The tumor cell vaccine extracts tumor cells from the tumor tissues of the body, and inactivates the tumor cells that have lost the tumorigenicity but still maintains their immunogenicity, thereby inducing the body’s active immune response. In theory, such vaccines can provide tumor antigens, including TSA and TAA, to induce the body to produce an anti-tumor immune response.

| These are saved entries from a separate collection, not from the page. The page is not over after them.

//! Exact edit distance of a word to a regular language.
//!
//! This is the ground-truth oracle used to validate tester verdicts in experiments: it combines
//! an all-pairs shortest path computation over the transition graph (the cheapest number of
//! insertions needed to move between two states) with a position-by-state dynamic program. The
//! cost is `O(m^3 + n * m^2)` for `m` states and a word of length `n`, so it is strictly
//! offline tooling. Nothing in [`crate::tester`] depends on it.

use crate::nfa::Nfa;
use crate::word::FiniteWord;
use crate::Symbol;

/// Computes the minimum number of insertions, deletions and substitutions needed to turn
/// `word` into a member of the language of `nfa`.
///
/// A word in the language has distance `0`. The result is capped at the length of the word: if
/// the language is empty or unreachable from the initial states, that cap is returned.
///
/// `D[i][q]` is the cheapest edit of the length-`i` prefix into a word labeling a run from an
/// initial state to `q`; the answer is the minimum of `D[n][q]` over final states `q`.
pub fn edit_distance<S: Symbol, W: FiniteWord<Symbol = S> + ?Sized>(
    word: &W,
    nfa: &Nfa<S>,
) -> usize {
    let m = nfa.num_states();
    let n = word.len();
    let cap = n + 1;

    // One-step adjacency: cost 1 iff any edge p -> q exists (the label is free to choose when
    // inserting), 0 on the diagonal. Closed under Floyd-Warshall this gives the cheapest
    // number of insertions moving from p to q.
    let mut graph = vec![vec![cap; m]; m];
    for p in 0..m {
        for t in nfa.transitions_from(p) {
            graph[p][t.to] = 1;
        }
        graph[p][p] = 0;
    }
    for via in 0..m {
        for p in 0..m {
            for q in 0..m {
                let through = graph[p][via].saturating_add(graph[via][q]);
                if through < graph[p][q] {
                    graph[p][q] = through;
                }
            }
        }
    }

    // Base case: the empty prefix reaches q with as many insertions as the cheapest path from
    // any initial state.
    let mut previous = vec![cap; m];
    for q in nfa.initial_states().iter() {
        for j in 0..m {
            previous[j] = previous[j].min(graph[q][j]);
        }
    }

    let mut current = vec![cap; m];
    for i in 1..=n {
        let Some(symbol) = word.nth(i - 1) else {
            break;
        };
        current.iter_mut().for_each(|d| *d = cap);
        for q in 0..m {
            // deletion of the i-th letter
            current[q] = current[q].min(previous[q].saturating_add(1));
            for p in 0..m {
                for t in nfa.transitions_from(p).iter().filter(|t| t.to == q) {
                    if t.label == symbol {
                        // the letter matches an existing transition
                        current[q] = current[q].min(previous[p]);
                    }
                    // substitution by whatever label the edge carries
                    current[q] = current[q].min(previous[p].saturating_add(1));
                }
            }
        }
        // close under insertions within the same row
        for q in 0..m {
            for p in 0..m {
                current[q] = current[q].min(current[p].saturating_add(graph[p][q]));
            }
        }
        std::mem::swap(&mut previous, &mut current);
    }

    let mut best = n;
    for q in nfa.final_states().iter() {
        best = best.min(previous[q]);
    }
    best
}

#[cfg(test)]
mod tests {
    use super::edit_distance;
    use crate::Nfa;

    /// Automaton for (ab)* over {a, b}.
    fn ab_star() -> Nfa<char> {
        let mut nfa = Nfa::with_states(2);
        nfa.add_transition(0, 'a', 1).unwrap();
        nfa.add_transition(1, 'b', 0).unwrap();
        nfa.set_initial(0).unwrap();
        nfa.set_final(0).unwrap();
        nfa
    }

    #[test]
    fn members_have_distance_zero() {
        let nfa = ab_star();
        assert_eq!(edit_distance(&"", &nfa), 0);
        assert_eq!(edit_distance(&"ab", &nfa), 0);
        assert_eq!(edit_distance(&"abab", &nfa), 0);
    }

    #[test]
    fn single_edit_words_have_distance_one() {
        let nfa = ab_star();
        // one deletion
        assert_eq!(edit_distance(&"a", &nfa), 1);
        assert_eq!(edit_distance(&"aab", &nfa), 1);
        // one substitution
        assert_eq!(edit_distance(&"aa", &nfa), 1);
    }

    #[test]
    fn far_word_distance_grows_linearly() {
        let nfa = ab_star();
        // a^2k needs k substitutions
        assert_eq!(edit_distance(&"aaaaaa", &nfa), 3);
        let mut word = vec!['a'; 100];
        word.extend(std::iter::repeat('b').take(100));
        let d = edit_distance(&word, &nfa);
        assert!(d >= 90, "a^100 b^100 should be far from (ab)*, got {d}");
    }

    #[test]
    fn empty_language_is_capped_at_word_length() {
        let mut nfa: Nfa<char> = Nfa::with_states(2);
        nfa.add_transition(0, 'a', 0).unwrap();
        nfa.set_initial(0).unwrap();
        nfa.set_final(1).unwrap(); // unreachable
        assert_eq!(edit_distance(&"aaa", &nfa), 3);
    }

    #[test]
    fn modular_length_language() {
        // words of length 5i + 2: distance is the number of letters to delete or insert
        let mut nfa = Nfa::with_states(5);
        for i in 0..5 {
            for c in ['0', '1'] {
                nfa.add_transition(i, c, (i + 1) % 5).unwrap();
            }
        }
        nfa.set_initial(0).unwrap();
        nfa.set_final(2).unwrap();
        assert_eq!(edit_distance(&"01", &nfa), 0);
        assert_eq!(edit_distance(&"011", &nfa), 1);
        assert_eq!(edit_distance(&"0", &nfa), 1);
        assert_eq!(edit_distance(&"0000000", &nfa), 0);
    }
}
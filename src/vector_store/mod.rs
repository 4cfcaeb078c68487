pub mod pinecone;
pub mod utils;

use async_trait::async_trait;

use crate::models::chunk::{ChunkRecord, ScoredChunk};

/// Abstract vector index interface.
#[async_trait]
pub trait VectorStore: Send + Sync {
    /// Insert or replace records keyed by id.
    async fn upsert(&self, records: &[ChunkRecord]) -> anyhow::Result<()>;

    /// Find the `top_k` nearest records, with their metadata text.
    async fn query(&self, vector: &[f32], top_k: usize) -> anyhow::Result<Vec<ScoredChunk>>;

    /// Width every stored vector must have.
    fn dimensions(&self) -> usize;
}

2.2. Dendritic cell vaccine

Dendritic cells (DC) vaccine (referred to as DC vaccine) is the most active and fruitful biotherapeutic topic in research today. DC can be used as an important component of tumor immunotherapy. The mechanism of DC vaccine for malignant tumors is as follows: 1) Dendritic cells are special antigen-presenting cells, which help the immune system recognize tumor cells; 2) DCs carrying tumor antigens will antigen The information is presented to and activated by T cells, which induces the body to produce a large number of T lymphocytes with specific cytotoxic functions, which have specific killing effects on tumor cells. Dendritic cell therapy is a very cutting-edge new technology, and the application of DC vaccine has brought good news to the treatment of cancer patients. Numerous studies have shown that DC vaccines are safe, easy to handle, and immunosuppressive for a range of tumor types. The safety of the DC vaccine is also very good, and there have been no reports of serious adverse reactions. The successful development of dendritic cell vaccine treatment has brought new hopes to countless tumor patients and opened up a new way for the treatment of cancer.

2.3. Protein or polysaccharide vaccine

Such vaccines are obtained by mixing or linking tumor-associated proteins or polysaccharides and adjuvant molecules into the human body to induce humoral or cellular immunity, thereby achieving the purpose of killing tumor cells. The reason why tumors cannot be recognized by the immune system is mainly due to the weak immunogenicity of tumors. Therefore, the use of immunoadjuvants to enhance the immunogenicity of tumors is a hallmark of early tumor vaccines. The protein or polysaccharide vaccine is composed of an adjuvant such as Corynebacterium, alum, BCG, Freund’s complete adjuvant, etc. in the lysate of autologous or allogeneic tumor cells or tumor cells. Its mechanism of action may be related to the activation of antigen presenting cells (APC) by the inflammatory response at the injection site, the production of cytokines and the accumulation of B and T cells around the antigen.

2.4. Gene vaccine

Gene therapy is a hot research area in current medicine and biology. Gene vaccines, also known as nucleic acid vaccines or DNA vaccines, are often referred to as “naked” DNA vaccines. It contains no peptide, protein or viral vector, but consists of an antigen-encoding gene derived from the pathogen and plasmid DNA as its carrier. The birth of the genetic vaccine has revolutionized the treatment of colon cancer patients. : It is easy to operate and can be easily controlled by increasing or decreasing the amount of DNA injected. It does not require complex processes such as separation and purification of proteins. One or two weeks after DNA vaccine injection, an immune response is produced. After 14 days, the expression in the muscle is reached. The peak, then gradually decline, remains at low levels for months or even 1 year. In recent years, many researchers have actively developed tumor-related gene vaccines. The preliminary experiments have also proved that genetic vaccines have good curative effect and high immune performance, which makes people have a strong interest and expectation for the development of genetic vaccines.

The use of tumor vaccines can cause specific immune responses, thereby inhibiting tumor growth. Although tumor vaccines use the patient’s own tumor cells, tumor-specific antigens and other immune-regulatory cells to treat and prevent tumors, opening up a modern way to safely and effectively treat tumors, but at present, there are some difficulties in the development of tumor vaccines, such as further regulation. Enhance immune effector cells, etc. Once these problems are resolved, the tumor vaccine can be used on a large scale in the clinic. In addition, due to the complex composition of human tumors and the heterogeneous expression of tumor antigens, it may be necessary to immunize with a variety of tumor antigens in order to induce an effective immune response in patients.